Comment envisager après cela que Depeche Mode ne soit qu’un groupe de stade comparable à son fougueux contemporain U2? Il n’y a pas dans la discographie des Irlandais quelque chose d’aussi sombre et ambigu que Violator, succession quasi arrogante de titres parfaits (Policy of Truth, World in My Eyes), capables d’échapper à l’ombre gigantesque de Personal Jesus, chanson que le grand Johnny Cash en personne se chargera de désosser de sa voix spectrale quelques années plus tard.

L’après Violator ne sera pas de tout repos.
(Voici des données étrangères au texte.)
use std::ops::{Bound, RangeBounds};

use arbitrary::{Arbitrary, Unstructured};
use serde::{Deserialize, Deserializer, Serialize, Serializer};

use super::ops::Len;
use super::{Attributes, DeltaError, Op, OpIter};

/// Series of insert, retain and delete operations, describing either a
/// document (insert-only) or an edit against one.
///
/// The stored sequence is kept in normal form by [`push`](Delta::push): no
/// empty operations, maximal merging of adjacent operations, and an insert
/// always ahead of an adjacent delete. Two deltas are equal when their
/// operation sequences are equal; the revision counter used for cursor
/// invalidation does not participate.
///
/// On the wire a delta is a bare JSON array of operations:
///
/// ```
/// use quilt::Delta;
///
/// let delta = Delta::new().retain(5, None).insert(" World", None);
/// let encoded = serde_json::to_string(&delta).unwrap();
///
/// assert_eq!(encoded, r#"[{"retain":5},{"insert":" World"}]"#);
/// assert_eq!(serde_json::from_str::<Delta>(&encoded).unwrap(), delta);
/// ```
#[derive(Clone, Debug, Default)]
pub struct Delta {
    ops: Vec<Op>,
    revision: u64,
}

impl Delta {
    /// Returns a new empty delta (i.e. an empty series of operations).
    pub fn new() -> Delta {
        Delta::default()
    }

    /// Returns this delta with one insert operation appended, carrying the
    /// given text and optional attributes. Inserting empty text is a no-op.
    pub fn insert(mut self, text: impl Into<String>, attributes: impl Into<Option<Attributes>>) -> Self {
        self.push(Op::insert(text, attributes));
        self
    }

    /// Returns this delta with one retain operation appended, keeping the
    /// given number of characters and optionally replacing their attributes.
    /// A `null` attribute value removes that attribute.
    pub fn retain(mut self, len: usize, attributes: impl Into<Option<Attributes>>) -> Self {
        self.push(Op::retain(len, attributes));
        self
    }

    /// Returns this delta with one delete operation appended, removing the
    /// given number of characters.
    pub fn delete(mut self, len: usize) -> Self {
        self.push(Op::delete(len));
        self
    }

    /// Appends `op`, keeping the stored sequence in normal form.
    ///
    /// Zero-length operations (including an empty-string insert) vanish.
    /// An operation that continues the final one under the same attribute
    /// map folds into it: insert text concatenates (safe because every
    /// length in this crate counts Unicode scalar values), retain and
    /// delete lengths add, spilling into a second operation instead of
    /// overflowing. An insert pushed right after a delete slots in ahead
    /// of it, since both orders describe the same edit and insert-first is
    /// the canonical one; it may then fold into an insert already sitting
    /// there.
    pub fn push(&mut self, op: Op) {
        if op.is_empty() {
            return;
        }

        self.revision += 1;

        // Where `op` belongs: at the end, except that an insert never
        // trails an adjacent delete.
        let slot = match (self.ops.last(), &op) {
            (Some(Op::Delete(_)), Op::Insert(_)) => self.ops.len() - 1,
            _ => self.ops.len(),
        };

        match (self.ops[..slot].last_mut(), op) {
            (Some(Op::Insert(tail)), Op::Insert(next))
                if tail.attributes == next.attributes =>
            {
                tail.insert.push_str(&next.insert);
            }
            (Some(Op::Retain(tail)), Op::Retain(next))
                if tail.attributes == next.attributes =>
            {
                let headroom = usize::MAX - tail.retain;
                if next.retain > headroom {
                    tail.retain = usize::MAX;
                    self.ops.push(Op::retain(next.retain - headroom, next.attributes));
                } else {
                    tail.retain += next.retain;
                }
            }
            (Some(Op::Delete(tail)), Op::Delete(next)) => {
                let headroom = usize::MAX - tail.delete;
                if next.delete > headroom {
                    tail.delete = usize::MAX;
                    self.ops.push(Op::delete(next.delete - headroom));
                } else {
                    tail.delete += next.delete;
                }
            }
            (_, op) => self.ops.insert(slot, op),
        }
    }

    /// Returns this delta without its trailing plain retain, if any. Such a
    /// retain does not change the document and is dropped from every
    /// algorithm result.
    pub fn trim(mut self) -> Self {
        while let Some(op) = self.ops.last() {
            if op.is_retain() && op.is_plain() {
                self.ops.pop();
                self.revision += 1;
            } else {
                break;
            }
        }

        self
    }

    /// Returns this delta followed by `other`. The boundary pair is merged
    /// when the normal form allows it.
    pub fn concat(&self, other: &Delta) -> Delta {
        let mut delta = self.clone();

        if let Some((first, rest)) = other.ops.split_first() {
            delta.push(first.clone());
            if !rest.is_empty() {
                delta.ops.extend_from_slice(rest);
                delta.revision += 1;
            }
        }

        delta
    }

    /// Returns the sub-delta covering the given range of this delta's
    /// length.
    ///
    /// ```
    /// use quilt::Delta;
    ///
    /// let delta = Delta::new().insert("Hello", None).delete(2);
    ///
    /// assert_eq!(delta.slice(3..), Delta::new().insert("lo", None).delete(2));
    /// ```
    pub fn slice(&self, range: impl RangeBounds<usize>) -> Delta {
        let start = match range.start_bound() {
            Bound::Included(&start) => start,
            Bound::Excluded(&start) => start + 1,
            Bound::Unbounded => 0,
        };
        let end = match range.end_bound() {
            Bound::Included(&end) => end + 1,
            Bound::Excluded(&end) => end,
            Bound::Unbounded => usize::MAX,
        };

        let mut delta = Delta::new();
        let mut iter = self.op_iter();
        let mut index = 0;

        while index < end && iter.has_next() {
            if index < start {
                let skipped = iter.take(start - index);
                index += skipped.len();
            } else {
                let op = iter.take(end - index);
                index += op.len();
                delta.push(op);
            }
        }

        delta
    }

    /// Returns a cursor over this delta's operations.
    pub fn op_iter(&self) -> OpIter<'_> {
        OpIter::new(self)
    }

    /// Returns the stored operations in order.
    pub fn ops(&self) -> &[Op] {
        &self.ops
    }

    /// Returns whether this delta contains no effective operations.
    pub fn is_empty(&self) -> bool {
        self.len() == 0
    }

    /// Returns the difference this delta makes to the length of a document
    /// it is applied to.
    pub fn change_len(&self) -> isize {
        self.ops.iter().fold(0, |len, op| match op {
            Op::Insert(insert) => len + insert.len() as isize,
            Op::Delete(delete) => len - delete.len() as isize,
            Op::Retain(_) => len,
        })
    }

    /// Parses a delta from its JSON encoding, a bare array of operations.
    /// The operations are taken verbatim; collect into a delta via
    /// [`FromIterator`] to renormalize foreign input.
    pub fn from_json(json: &str) -> Result<Delta, DeltaError> {
        Ok(serde_json::from_str(json)?)
    }

    /// Encodes this delta as JSON, a bare array of operations.
    pub fn to_json(&self) -> Result<String, DeltaError> {
        Ok(serde_json::to_string(self)?)
    }

    pub(crate) fn revision(&self) -> u64 {
        self.revision
    }
}

impl Len for Delta {
    fn len(&self) -> usize {
        self.ops.iter().map(Len::len).sum()
    }
}

impl PartialEq for Delta {
    fn eq(&self, other: &Delta) -> bool {
        self.ops == other.ops
    }
}

impl From<Vec<Op>> for Delta {
    fn from(ops: Vec<Op>) -> Self {
        Delta { ops, revision: 0 }
    }
}

impl Extend<Op> for Delta {
    fn extend<I>(&mut self, iter: I)
    where
        I: IntoIterator<Item = Op>,
    {
        iter.into_iter().for_each(|op| self.push(op))
    }
}

impl FromIterator<Op> for Delta {
    fn from_iter<I>(iter: I) -> Self
    where
        I: IntoIterator<Item = Op>,
    {
        let mut delta = Delta::new();
        delta.extend(iter);
        delta
    }
}

impl Serialize for Delta {
    fn serialize<S>(&self, serializer: S) -> Result<S::Ok, S::Error>
    where
        S: Serializer,
    {
        self.ops.serialize(serializer)
    }
}

impl<'de> Deserialize<'de> for Delta {
    fn deserialize<D>(deserializer: D) -> Result<Self, D::Error>
    where
        D: Deserializer<'de>,
    {
        Vec::<Op>::deserialize(deserializer).map(Delta::from)
    }
}

impl<'a> Arbitrary<'a> for Delta {
    fn arbitrary(u: &mut Unstructured<'a>) -> arbitrary::Result<Delta> {
        u.arbitrary_iter::<Op>()?.collect()
    }
}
A travers ses paroles, Martin Gore avait depuis longtemps anticipé la fin de l’innocence. Au début des années 90, alors que la formation franchit de nouveaux pics créatifs (Songs of Faith and Devotion, Ultra), douleur et souffrance constituent la routine de Depeche Mode, adulé comme jamais et pourtant menacé par l’éclosion de Dave Gahan dont la mue en bête de scène chevelue, tatouée et junkie sonne comme une invitation faite à la mort de venir rôder dans les parages. Tensions et peurs s’accumulent. Alan Wilder, déprimé, quitte le navire. De son côté Gahan peut, à chaque nouveau shoot d’héroïne, lire un peu plus clairement dans le regard de la Grande Faucheuse penchée sur lui (overdoses à répétition, tentative de suicide au speedball en 1996).

Cure de désintoxication

Lorsque intervient sa prise de conscience au tournant du millénaire, le chanteur ne peut que constater le gâchis: vie privée dévastée, amitié avec ses compères évaporée, estime de soi réduite à néant. Une cure de désintoxication va heureusement le remettre sur le droit chemin au tournant du millénaire. Sous l’impulsion de Gore qui a, depuis longtemps, compris que le groupe, véritable institution, demeure au-dessus de tout cela, Depeche Mode poursuit son chemin avec panache. En tissant un lien de confiance absolue avec des fans marqués au fer rouge par le spleen radical d’une musique entêtante dévoilée disque après disque. En refusant surtout et quoi qu’il advienne de chanter la vie en rose.

Memento Mori, Sony Music.

» En concert, Berne, Stade de Suisse, Dimanche 11 juin, 19 h.